**EXERCISE PROMPT:** Reproduce exactly the final portion of the data: every line from the one containing "match (&self.name, self.id)" through the last line, inclusive.

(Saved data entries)
--------------------------------------------------
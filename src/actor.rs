use std::collections::BTreeSet;

use serde::{Deserialize, Serialize};

pub type UserId = u64;

/// Right required to create forums, threads and replies.
pub const RIGHT_EDIT: &str = "edit";
/// Right required to lock or stick threads.
pub const RIGHT_PROTECT: &str = "protect";

/// Whoever is performing a request. Authentication happens upstream; this is the
/// already-resolved identity.
#[derive(Debug, Clone, Default, PartialEq, Eq, Serialize, Deserialize)]
pub struct Actor {
    pub id: Option<UserId>,
    pub name: Option<String>,
    #[serde(default)]
    pub groups: BTreeSet<String>,
    #[serde(default)]
    pub rights: BTreeSet<String>,
}

impl Actor {
    pub fn anonymous() -> Self {
        Self::default()
    }

    pub fn registered(id: UserId, name: impl Into<String>) -> Self {
        Self {
            id: Some(id),
            name: Some(name.into()),
            ..Default::default()
        }
    }

    pub fn with_rights<I, S>(mut self, rights: I) -> Self
    where
        I: IntoIterator<Item = S>,
        S: Into<String>,
    {
        self.rights.extend(rights.into_iter().map(Into::into));
        self
    }

    pub fn with_groups<I, S>(mut self, groups: I) -> Self
    where
        I: IntoIterator<Item = S>,
        S: Into<String>,
    {
        self.groups.extend(groups.into_iter().map(Into::into));
        self
    }

    pub fn is_registered(&self) -> bool {
        self.id.is_some()
    }

    pub fn is_allowed(&self, right: &str) -> bool {
        self.rights.contains(right)
    }

    pub fn display_name(&self) -> String {
        match (&self.name, self.id) {
            (Some(name), _) => name.clone(),
            (None, Some(id)) => format!("User #{id}"),
            (None, None) => "Anonymous".to_string(),
        }
    }
}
--------------------------------------------------
**OUTPUT:**
        match (&self.name, self.id) {
            (Some(name), _) => name.clone(),
            (None, Some(id)) => format!("User #{id}"),
            (None, None) => "Anonymous".to_string(),
        }
    }
}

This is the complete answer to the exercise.